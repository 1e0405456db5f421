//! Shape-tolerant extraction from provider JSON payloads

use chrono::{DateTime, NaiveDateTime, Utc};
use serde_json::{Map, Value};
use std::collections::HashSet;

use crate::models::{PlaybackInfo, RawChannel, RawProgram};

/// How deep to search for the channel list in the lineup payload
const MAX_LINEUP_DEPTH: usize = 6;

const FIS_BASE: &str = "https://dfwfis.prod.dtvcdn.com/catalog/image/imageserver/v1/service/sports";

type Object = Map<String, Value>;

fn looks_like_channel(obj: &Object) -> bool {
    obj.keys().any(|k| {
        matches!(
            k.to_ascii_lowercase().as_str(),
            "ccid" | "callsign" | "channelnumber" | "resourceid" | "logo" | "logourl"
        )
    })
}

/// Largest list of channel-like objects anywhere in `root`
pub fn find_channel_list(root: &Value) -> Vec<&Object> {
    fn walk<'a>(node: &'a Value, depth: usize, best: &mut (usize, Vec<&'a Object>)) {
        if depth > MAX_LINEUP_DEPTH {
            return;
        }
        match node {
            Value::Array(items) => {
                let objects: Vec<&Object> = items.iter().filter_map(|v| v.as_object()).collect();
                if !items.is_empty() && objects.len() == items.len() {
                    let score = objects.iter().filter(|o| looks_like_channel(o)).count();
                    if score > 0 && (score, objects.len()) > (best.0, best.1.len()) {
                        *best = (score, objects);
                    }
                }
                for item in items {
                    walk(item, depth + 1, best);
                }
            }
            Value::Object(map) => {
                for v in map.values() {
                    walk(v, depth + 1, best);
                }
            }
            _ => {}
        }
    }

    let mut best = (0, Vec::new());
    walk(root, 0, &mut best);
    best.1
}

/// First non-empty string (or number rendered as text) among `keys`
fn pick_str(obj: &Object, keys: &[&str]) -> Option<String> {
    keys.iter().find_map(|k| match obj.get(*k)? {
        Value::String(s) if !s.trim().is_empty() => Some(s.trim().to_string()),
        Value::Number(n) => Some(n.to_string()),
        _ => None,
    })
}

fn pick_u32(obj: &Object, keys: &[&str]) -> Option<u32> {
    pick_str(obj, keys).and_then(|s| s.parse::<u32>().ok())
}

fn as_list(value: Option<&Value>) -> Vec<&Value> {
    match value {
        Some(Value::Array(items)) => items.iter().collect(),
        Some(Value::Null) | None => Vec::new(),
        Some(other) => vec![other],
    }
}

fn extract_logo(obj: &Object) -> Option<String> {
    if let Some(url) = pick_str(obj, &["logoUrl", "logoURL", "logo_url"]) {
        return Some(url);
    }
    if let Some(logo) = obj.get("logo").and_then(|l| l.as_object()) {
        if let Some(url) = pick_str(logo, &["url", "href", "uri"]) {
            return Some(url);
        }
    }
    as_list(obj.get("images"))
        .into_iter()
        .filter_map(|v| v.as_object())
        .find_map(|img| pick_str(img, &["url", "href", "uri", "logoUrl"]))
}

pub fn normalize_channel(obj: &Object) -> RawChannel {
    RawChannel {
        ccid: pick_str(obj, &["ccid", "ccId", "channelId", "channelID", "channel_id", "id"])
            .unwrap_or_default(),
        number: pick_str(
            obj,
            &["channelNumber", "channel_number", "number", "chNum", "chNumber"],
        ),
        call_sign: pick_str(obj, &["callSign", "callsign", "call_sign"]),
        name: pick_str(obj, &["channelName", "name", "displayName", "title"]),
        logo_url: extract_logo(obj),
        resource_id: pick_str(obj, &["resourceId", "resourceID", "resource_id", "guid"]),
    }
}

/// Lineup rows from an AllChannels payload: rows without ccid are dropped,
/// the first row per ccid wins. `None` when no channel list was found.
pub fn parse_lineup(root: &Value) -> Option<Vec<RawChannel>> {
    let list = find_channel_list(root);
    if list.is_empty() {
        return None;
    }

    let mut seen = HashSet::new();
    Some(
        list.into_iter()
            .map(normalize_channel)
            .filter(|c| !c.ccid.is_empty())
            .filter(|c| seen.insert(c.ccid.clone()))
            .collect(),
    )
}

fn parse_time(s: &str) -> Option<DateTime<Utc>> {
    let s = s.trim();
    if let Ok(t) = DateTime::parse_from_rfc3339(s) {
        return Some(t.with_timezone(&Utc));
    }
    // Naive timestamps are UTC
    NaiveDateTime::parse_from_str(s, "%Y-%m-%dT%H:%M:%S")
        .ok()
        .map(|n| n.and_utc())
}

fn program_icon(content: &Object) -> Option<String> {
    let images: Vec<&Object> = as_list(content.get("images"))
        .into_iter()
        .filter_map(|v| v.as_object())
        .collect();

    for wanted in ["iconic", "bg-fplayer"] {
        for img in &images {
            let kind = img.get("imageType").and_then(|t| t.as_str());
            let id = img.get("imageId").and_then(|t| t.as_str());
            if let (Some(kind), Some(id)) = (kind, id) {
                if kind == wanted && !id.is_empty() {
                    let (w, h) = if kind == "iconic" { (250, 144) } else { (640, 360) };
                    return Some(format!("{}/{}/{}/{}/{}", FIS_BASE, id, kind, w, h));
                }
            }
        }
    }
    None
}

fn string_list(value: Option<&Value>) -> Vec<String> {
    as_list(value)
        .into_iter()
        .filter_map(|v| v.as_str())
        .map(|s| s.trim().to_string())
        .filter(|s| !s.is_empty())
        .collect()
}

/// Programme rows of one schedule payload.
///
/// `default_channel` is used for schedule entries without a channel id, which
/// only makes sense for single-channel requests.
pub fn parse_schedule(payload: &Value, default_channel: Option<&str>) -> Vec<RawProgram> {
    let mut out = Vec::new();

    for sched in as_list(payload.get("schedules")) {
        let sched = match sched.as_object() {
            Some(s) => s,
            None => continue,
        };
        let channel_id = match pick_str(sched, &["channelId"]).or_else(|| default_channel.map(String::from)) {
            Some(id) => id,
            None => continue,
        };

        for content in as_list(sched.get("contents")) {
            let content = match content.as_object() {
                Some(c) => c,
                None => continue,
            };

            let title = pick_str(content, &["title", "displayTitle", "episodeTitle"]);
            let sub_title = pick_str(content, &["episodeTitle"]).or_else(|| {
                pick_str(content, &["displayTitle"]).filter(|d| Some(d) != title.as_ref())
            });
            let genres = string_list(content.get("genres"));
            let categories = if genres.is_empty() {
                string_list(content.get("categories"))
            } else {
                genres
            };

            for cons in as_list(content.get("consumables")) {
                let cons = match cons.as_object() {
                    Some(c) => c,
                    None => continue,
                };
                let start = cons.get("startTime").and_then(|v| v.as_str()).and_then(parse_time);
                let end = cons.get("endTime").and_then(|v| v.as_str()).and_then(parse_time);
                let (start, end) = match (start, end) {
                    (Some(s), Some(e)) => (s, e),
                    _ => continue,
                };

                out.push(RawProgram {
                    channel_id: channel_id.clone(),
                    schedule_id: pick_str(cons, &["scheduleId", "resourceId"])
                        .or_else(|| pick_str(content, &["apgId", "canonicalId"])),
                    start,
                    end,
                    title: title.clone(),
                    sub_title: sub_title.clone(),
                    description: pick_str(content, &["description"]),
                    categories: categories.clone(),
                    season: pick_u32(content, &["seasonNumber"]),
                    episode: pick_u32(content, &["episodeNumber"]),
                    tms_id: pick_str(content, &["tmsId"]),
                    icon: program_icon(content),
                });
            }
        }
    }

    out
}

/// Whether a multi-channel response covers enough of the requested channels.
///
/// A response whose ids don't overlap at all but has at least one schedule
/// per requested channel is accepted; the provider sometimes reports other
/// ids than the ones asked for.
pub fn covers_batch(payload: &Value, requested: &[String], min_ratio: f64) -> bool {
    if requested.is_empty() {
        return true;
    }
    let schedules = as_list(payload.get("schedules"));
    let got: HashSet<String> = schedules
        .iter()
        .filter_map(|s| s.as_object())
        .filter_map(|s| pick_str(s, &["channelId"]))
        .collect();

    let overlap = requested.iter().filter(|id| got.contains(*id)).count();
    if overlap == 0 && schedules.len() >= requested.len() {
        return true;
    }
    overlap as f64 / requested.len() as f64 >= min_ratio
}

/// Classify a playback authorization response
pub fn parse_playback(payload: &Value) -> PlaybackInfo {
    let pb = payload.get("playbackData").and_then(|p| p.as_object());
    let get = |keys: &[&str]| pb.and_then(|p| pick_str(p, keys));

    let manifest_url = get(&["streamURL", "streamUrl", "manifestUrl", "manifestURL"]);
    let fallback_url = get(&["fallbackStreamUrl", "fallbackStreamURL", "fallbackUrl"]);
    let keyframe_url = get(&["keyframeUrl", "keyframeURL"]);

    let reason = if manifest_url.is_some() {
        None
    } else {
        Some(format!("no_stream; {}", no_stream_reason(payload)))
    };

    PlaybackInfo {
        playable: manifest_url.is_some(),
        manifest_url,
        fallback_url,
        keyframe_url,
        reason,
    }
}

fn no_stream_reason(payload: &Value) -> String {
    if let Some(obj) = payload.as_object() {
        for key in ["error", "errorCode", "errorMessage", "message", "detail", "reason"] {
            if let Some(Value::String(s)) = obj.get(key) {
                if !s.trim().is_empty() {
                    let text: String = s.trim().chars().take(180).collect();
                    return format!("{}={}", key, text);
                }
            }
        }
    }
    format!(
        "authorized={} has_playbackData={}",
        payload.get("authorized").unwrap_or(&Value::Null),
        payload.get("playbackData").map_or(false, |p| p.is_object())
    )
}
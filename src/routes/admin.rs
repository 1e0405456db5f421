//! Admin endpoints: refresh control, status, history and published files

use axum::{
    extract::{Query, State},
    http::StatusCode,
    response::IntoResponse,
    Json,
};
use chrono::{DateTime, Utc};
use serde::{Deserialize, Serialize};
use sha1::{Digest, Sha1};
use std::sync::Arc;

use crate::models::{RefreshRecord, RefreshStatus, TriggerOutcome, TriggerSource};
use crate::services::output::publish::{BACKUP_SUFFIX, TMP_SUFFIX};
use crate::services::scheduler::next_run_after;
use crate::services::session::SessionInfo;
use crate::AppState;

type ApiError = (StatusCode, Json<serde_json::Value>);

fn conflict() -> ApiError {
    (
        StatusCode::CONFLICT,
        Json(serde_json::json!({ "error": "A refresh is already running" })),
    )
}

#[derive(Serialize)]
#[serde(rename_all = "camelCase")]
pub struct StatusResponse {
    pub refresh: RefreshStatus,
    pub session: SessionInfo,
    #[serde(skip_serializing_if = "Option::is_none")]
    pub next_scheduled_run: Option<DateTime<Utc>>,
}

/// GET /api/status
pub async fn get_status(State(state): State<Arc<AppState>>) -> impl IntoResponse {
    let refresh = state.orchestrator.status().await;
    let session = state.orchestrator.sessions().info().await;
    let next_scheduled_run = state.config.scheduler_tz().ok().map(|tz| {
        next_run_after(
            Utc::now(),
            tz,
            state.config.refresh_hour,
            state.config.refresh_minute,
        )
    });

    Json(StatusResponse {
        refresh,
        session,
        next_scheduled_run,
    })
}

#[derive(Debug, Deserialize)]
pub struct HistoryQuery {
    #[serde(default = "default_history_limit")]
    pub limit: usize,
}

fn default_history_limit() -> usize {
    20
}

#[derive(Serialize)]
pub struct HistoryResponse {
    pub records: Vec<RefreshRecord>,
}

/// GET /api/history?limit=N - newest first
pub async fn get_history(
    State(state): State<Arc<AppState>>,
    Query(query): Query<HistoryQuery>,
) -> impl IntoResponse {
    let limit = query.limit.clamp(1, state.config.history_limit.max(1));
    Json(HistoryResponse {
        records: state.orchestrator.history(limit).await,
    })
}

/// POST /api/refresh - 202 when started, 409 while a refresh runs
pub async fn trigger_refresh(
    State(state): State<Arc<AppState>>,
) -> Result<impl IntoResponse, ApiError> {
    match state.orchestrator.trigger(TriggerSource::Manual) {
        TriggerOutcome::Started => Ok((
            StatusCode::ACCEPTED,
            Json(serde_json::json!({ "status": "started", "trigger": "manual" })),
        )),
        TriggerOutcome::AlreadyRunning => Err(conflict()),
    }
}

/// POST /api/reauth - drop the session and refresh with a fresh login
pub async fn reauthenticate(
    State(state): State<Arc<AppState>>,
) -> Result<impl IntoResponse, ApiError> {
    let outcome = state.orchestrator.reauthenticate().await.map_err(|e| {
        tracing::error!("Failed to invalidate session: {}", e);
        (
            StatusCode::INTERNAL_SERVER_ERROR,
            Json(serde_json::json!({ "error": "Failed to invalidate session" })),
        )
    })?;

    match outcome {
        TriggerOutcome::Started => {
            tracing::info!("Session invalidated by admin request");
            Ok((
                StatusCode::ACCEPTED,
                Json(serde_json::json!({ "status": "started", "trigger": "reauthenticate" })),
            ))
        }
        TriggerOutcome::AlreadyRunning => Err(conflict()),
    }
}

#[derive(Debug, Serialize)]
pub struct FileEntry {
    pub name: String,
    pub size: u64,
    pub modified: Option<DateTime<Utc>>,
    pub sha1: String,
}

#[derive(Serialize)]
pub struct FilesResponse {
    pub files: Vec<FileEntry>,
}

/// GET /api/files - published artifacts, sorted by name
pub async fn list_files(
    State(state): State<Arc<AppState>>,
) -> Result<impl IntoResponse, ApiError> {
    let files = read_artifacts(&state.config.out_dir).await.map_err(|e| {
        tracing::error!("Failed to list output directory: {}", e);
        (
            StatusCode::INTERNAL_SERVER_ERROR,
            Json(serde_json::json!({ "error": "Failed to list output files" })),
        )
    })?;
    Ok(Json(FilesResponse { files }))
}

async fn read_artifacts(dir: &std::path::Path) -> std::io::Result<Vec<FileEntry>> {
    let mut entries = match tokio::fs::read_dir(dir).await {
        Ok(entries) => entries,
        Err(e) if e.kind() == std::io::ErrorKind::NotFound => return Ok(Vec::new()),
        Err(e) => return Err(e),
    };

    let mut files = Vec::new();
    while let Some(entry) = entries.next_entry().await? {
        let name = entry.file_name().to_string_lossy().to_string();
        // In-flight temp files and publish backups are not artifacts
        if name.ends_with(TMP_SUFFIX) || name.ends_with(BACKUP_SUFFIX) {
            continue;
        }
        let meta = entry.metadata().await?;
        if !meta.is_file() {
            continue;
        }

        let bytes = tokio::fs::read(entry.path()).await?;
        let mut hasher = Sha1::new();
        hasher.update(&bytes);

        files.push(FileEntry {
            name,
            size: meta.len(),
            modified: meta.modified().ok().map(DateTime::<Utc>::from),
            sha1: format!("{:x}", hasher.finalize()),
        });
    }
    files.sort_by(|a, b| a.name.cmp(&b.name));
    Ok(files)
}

□ □ □

Search the records for the word "episodeTitle" and copy every line where it occurs.

            let title = pick_str(content, &["title", "displayTitle", "episodeTitle"]);
            let sub_title = pick_str(content, &["episodeTitle"]).or_else(|| {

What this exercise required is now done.